[Opinião] Movimento Estudantil e suas entidades: “a história é dos jovens”

Flora Gomes – Redação UFSCàE – 04/07/2023

O futuro é dos jovens. A história é dos jovens. Mas dos jovens que pensam a tarefa que a vida impõe a cada um, que se preocupam em se armar adequadamente para resolvê-la da maneira que melhor convém às suas convicções íntimas, que se preocupam em criar para si aquele ambiente no qual sua energia, inteligência e atividade encontrem o máximo de desenvolvimento, a mais perfeita e frutífera afirmação. 

(Antonio Gramsci, 1917)

Uma das questões mais marcantes na experiência universitária em uma universidade pública é a possibilidade de construir movimentos e entidades que disputam e questionam o sentido desta instituição. Através de lutas por melhores condições de formação, pela reelaboração do currículo de um curso, em solidariedade a outras categorias, pela atenção ao contexto político no cenário nacional, os estudantes logram grandes conquistas!

Os estudantes, os jovens, carregam condições que favorecem uma disposição que pode permitir uma radicalização maior dos movimentos: seja pelo contato com o conhecimento crítico produzido dentro e fora das salas de aula, pela liberdade institucional  que o vínculo estudantil permite, pela maior abertura à constituição de novos valores a partir da experiência da universidade, ou mesmo pela característica genuinamente questionadora da juventude. O movimento estudantil carrega em sua história vitórias muito importantes, como a conquista de restaurante universitário e moradia estudantil, e o freio a políticas nocivas às universidades, como o projeto do governo Bolsonaro para as universidades, o Future-se.  Tendo em vista a importância das entidades para a construção e organização do movimento estudantil, este texto busca elucidar algumas das principais entidades e cadeiras de representação institucional presentes na UFSC.

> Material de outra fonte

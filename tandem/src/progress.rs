//! Per-simulator progress with awaitable predicates.

use std::sync::Mutex;
use tandem_types::{TieredInterval, TieredTime};
use tokio::sync::oneshot;

/// A condition on a progress value.
#[derive(Debug, Clone)]
enum WaitCond {
    /// Progress `≥ t`.
    Reached(TieredTime),
    /// Progress `> t`.
    Passed(TieredTime),
    /// The earliest data that can still travel along `interval`
    /// arrives strictly after `t` in the destination frame:
    /// `progress + interval > t`. Outputs are final strictly below the
    /// progress, so this is exactly "data for `t` cannot change
    /// anymore".
    Arrival {
        interval: TieredInterval,
        t: TieredTime,
    },
}

impl WaitCond {
    fn satisfied(&self, value: &TieredTime) -> bool {
        match self {
            WaitCond::Reached(t) => value >= t,
            WaitCond::Passed(t) => value > t,
            WaitCond::Arrival { interval, t } => value.plus(interval) > *t,
        }
    }
}

struct Inner {
    value: TieredTime,
    waiters: Vec<(WaitCond, oneshot::Sender<()>)>,
}

/// A simulator's guaranteed-published-up-to-here time.
///
/// Monotonically advanced by the owning task; anyone may wait for it
/// to reach or pass a value. Every [`set`](Progress::set) wakes the
/// waiters whose condition now holds. Waiters whose future was dropped
/// are discarded on the next advance.
pub struct Progress {
    inner: Mutex<Inner>,
}

impl Progress {
    /// A progress starting at `initial`.
    pub fn new(initial: TieredTime) -> Self {
        Self {
            inner: Mutex::new(Inner {
                value: initial,
                waiters: Vec::new(),
            }),
        }
    }

    /// The current value.
    pub fn value(&self) -> TieredTime {
        self.inner.lock().expect("progress poisoned").value.clone()
    }

    /// Advance to `value` and wake every satisfied waiter. Progress
    /// never moves backwards; the scheduler only ever computes
    /// non-decreasing values.
    pub fn set(&self, value: TieredTime) {
        let fire = {
            let mut inner = self.inner.lock().expect("progress poisoned");
            assert!(value >= inner.value, "progress cannot move backwards");
            inner.value = value.clone();
            let waiters = std::mem::take(&mut inner.waiters);
            let mut fire = Vec::new();
            for (cond, tx) in waiters {
                if tx.is_closed() {
                    continue;
                }
                if cond.satisfied(&value) {
                    fire.push(tx);
                } else {
                    inner.waiters.push((cond, tx));
                }
            }
            fire
        };
        for tx in fire {
            let _ = tx.send(());
        }
    }

    async fn wait(&self, cond: WaitCond) {
        let rx = {
            let mut inner = self.inner.lock().expect("progress poisoned");
            if cond.satisfied(&inner.value) {
                return;
            }
            let (tx, rx) = oneshot::channel();
            inner.waiters.push((cond, tx));
            rx
        };
        // a dropped sender means the owner shut down; waking the
        // waiter lets it observe that through the world state
        let _ = rx.await;
    }

    /// Wait until the progress has reached (or passed) `t`.
    pub async fn has_reached(&self, t: TieredTime) {
        self.wait(WaitCond::Reached(t)).await;
    }

    /// Wait until the progress has passed `t`.
    pub async fn has_passed(&self, t: TieredTime) {
        self.wait(WaitCond::Passed(t)).await;
    }

    /// Wait until no data travelling along `interval` can arrive at or
    /// before `t` anymore.
    pub async fn arrival_after(&self, interval: TieredInterval, t: TieredTime) {
        self.wait(WaitCond::Arrival { interval, t }).await;
    }

    /// Whether the earliest possible arrival along `interval` already
    /// lies strictly after `t`.
    pub fn arrival_is_after(&self, interval: &TieredInterval, t: &TieredTime) -> bool {
        WaitCond::Arrival {
            interval: interval.clone(),
            t: t.clone(),
        }
        .satisfied(&self.value())
    }
}

#[cfg(test)]
mod tests {
    use super::*;
    use std::sync::Arc;
    use std::time::Duration;

    fn t(base: u64) -> TieredTime {
        TieredTime::from_base(base, 1)
    }

    #[tokio::test]
    async fn reached_returns_immediately_when_satisfied() {
        let p = Progress::new(t(5));
        p.has_reached(t(5)).await;
        p.has_reached(t(3)).await;
    }

    #[tokio::test]
    async fn waiters_wake_on_advance() {
        let p = Arc::new(Progress::new(t(0)));
        let waiter = {
            let p = Arc::clone(&p);
            tokio::spawn(async move {
                p.has_passed(t(2)).await;
                p.value()
            })
        };
        tokio::time::sleep(Duration::from_millis(10)).await;
        p.set(t(2)); // reached, not passed
        tokio::time::sleep(Duration::from_millis(10)).await;
        assert!(!waiter.is_finished(), "has_passed(2) must outwait set(2)");
        p.set(t(3));
        assert_eq!(waiter.await.unwrap(), t(3));
    }

    #[tokio::test]
    async fn arrival_condition_translates_frames() {
        // a producer inside a group (two tiers) feeding a plain
        // consumer: its whole same-time loop must finish first
        let p = Progress::new(TieredTime::new(vec![5, 1]));
        let out = TieredInterval::identity(2, 1);
        assert!(!p.arrival_is_after(&out, &t(5)));
        p.set(TieredTime::new(vec![6, 0]));
        assert!(p.arrival_is_after(&out, &t(5)));
    }

    #[test]
    #[should_panic(expected = "backwards")]
    fn progress_is_monotone() {
        let p = Progress::new(t(5));
        p.set(t(4));
    }
}
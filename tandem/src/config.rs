//! Run configuration.

use std::time::Duration;

/// Tunables for [`World::run`](crate::World::run).
///
/// The defaults match the common case: no real-time pacing, lazy
/// stepping on, a generous same-time-loop bound, and a short grace
/// period for shutting simulators down.
#[derive(Debug, Clone)]
pub struct RunConfig {
    /// Wallclock seconds per unit of simulation time. `None` runs as
    /// fast as possible.
    pub rt_factor: Option<f64>,
    /// Abort when the run falls behind the real-time factor instead of
    /// warning.
    pub rt_strict: bool,
    /// Keep producers from running arbitrarily far ahead of their
    /// consumers.
    pub lazy_stepping: bool,
    /// How many same-time iterations a loop may make before the run is
    /// aborted as non-converging.
    pub max_loop_iterations: u32,
    /// Grace period per simulator during shutdown.
    pub stop_timeout: Duration,
}

impl Default for RunConfig {
    fn default() -> Self {
        Self {
            rt_factor: None,
            rt_strict: false,
            lazy_stepping: true,
            max_loop_iterations: 100,
            stop_timeout: Duration::from_secs(5),
        }
    }
}

impl RunConfig {
    /// Default configuration.
    pub fn new() -> Self {
        Self::default()
    }

    /// Pace the run at `factor` wallclock seconds per time unit. The
    /// factor must be strictly positive; it is checked when the run
    /// starts.
    pub fn with_rt_factor(mut self, factor: f64) -> Self {
        self.rt_factor = Some(factor);
        self
    }

    /// Abort instead of warning when the run falls behind wallclock.
    pub fn with_rt_strict(mut self, strict: bool) -> Self {
        self.rt_strict = strict;
        self
    }

    /// Enable or disable lazy stepping.
    pub fn with_lazy_stepping(mut self, lazy: bool) -> Self {
        self.lazy_stepping = lazy;
        self
    }

    /// Bound same-time loops to `n` iterations.
    pub fn with_max_loop_iterations(mut self, n: u32) -> Self {
        self.max_loop_iterations = n;
        self
    }

    /// Grace period per simulator during shutdown.
    pub fn with_stop_timeout(mut self, timeout: Duration) -> Self {
        self.stop_timeout = timeout;
        self
    }
}
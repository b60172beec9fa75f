//! The world: scenario state, graph freezing and the run entry point.

use crate::config::RunConfig;
use crate::graph::{AttrPair, DependencyGraph, Edge, Flow};
use crate::link::WorldLink;
use crate::node::{SimNode, TaskPhase};
use crate::progress::Progress;
use crate::schedule::StepSchedule;
use crate::scheduler;
use serde_json::{Map, Value};
use std::collections::{BTreeMap, BTreeSet};
use std::sync::atomic::AtomicBool;
use std::sync::{Arc, Mutex, OnceLock};
use std::time::Instant;
use tandem_proxy::{ApiSimulator, Connection, LinkHandle, LocalConnection, Proxy, RemoteConnection};
use tandem_types::{
    ConfigError, EntityDesc, EntityId, FullId, OutputRequest, SimId, SimMeta, SimValue,
    SimulationError, SimulatorKind, TieredInterval, TieredTime,
};
use thiserror::Error;
use tokio::task::JoinSet;
use tokio_util::sync::CancellationToken;

/// Anything that can end a run early: a scenario defect found while
/// freezing the graph, or a failure during the simulation itself.
#[derive(Debug, Error)]
pub enum RunError {
    /// The scenario is malformed.
    #[error(transparent)]
    Config(#[from] ConfigError),
    /// The simulation aborted.
    #[error(transparent)]
    Simulation(#[from] SimulationError),
}

/// Options of one connection between two entities.
#[derive(Debug, Clone, Default)]
pub struct ConnectOptions {
    /// Order a same-time loop without blocking on the source.
    pub weak: bool,
    /// Deliver with this lag on the real clock (0: immediate).
    pub time_shifted: u64,
    /// Allow asynchronous requests between the two simulators.
    pub async_requests: bool,
    /// Values per source attribute for reads that reach before the
    /// start of the simulation (required in practice for time-shifted
    /// feedback).
    pub initial_data: BTreeMap<String, SimValue>,
}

Leia também: Para manter o acúmulo das nossas forças ou porque construir os Centros Acadêmicos 

INSTÂNCIAS DO MOVIMENTO ESTUDANTIL 

Centro Acadêmico (CA): o CA tem como função representar politicamente os estudantes de um curso. Uma gestão de CA é eleita por um ano a partir de um projeto político. É ele quem guia a atuação dos estudantes na entidade. Um CA pode realizar discussões e lutar por alterações no currículo, organizar espaços formativos que não são contemplados no currículo oficial (o espaço da semana acadêmica por exemplo, costuma ser bastante frutífero neste sentido), mobilizar estudantes para pautas relevantes para o curso ou pra universidade,  promover atividades culturais (como sarau, festas), atividades esportivas (como jogos e campeonatos) e construir pautas relativas à cidade ou ao cenário nacional. Por ser composto integralmente por e para estudantes, a capacidade da entidade para construir uma política relevante no curso e na universidade é grande. 

Os estudantes do CA também costumam ocupar cadeiras de representação em órgãos institucionais nos cursos, departamentos e centros de ensino – porém em todos esses espaços o número de estudantes é muito menor que o número de professores ou técnicos – daí a importância de ter um movimento estudantil forte amparando os estudantes que ocupam essas cadeiras. 

Diretório Central dos Estudantes (DCE): o DCE funciona como um “CA” de todos os cursos, com gestões que também duram um ano e também são eleitas a partir de um projeto político que guiará a atuação. Portanto, sua capacidade de mobilização é ainda maior. Por representar todos estudantes de graduação da universidade, o DCE geralmente tem mais estudantes envolvidos do que nos CAs. Um DCE pode impulsionar qualitativamente  a política dos CAs, através de eventos formativos (como palestras, rodas de conversa, debates), mobilizações com pautas relevantes para toda a universidade (como a importância da recomposição orçamentária das Universidades), posicionamentos nos órgãos representativos, política de esportes e ainda promover atividades culturais e de integração.  Para se articular politicamente com os CAs, o DCE conta com o Conselho de Entidades de Base (CEB), que trataremos mais adiante. 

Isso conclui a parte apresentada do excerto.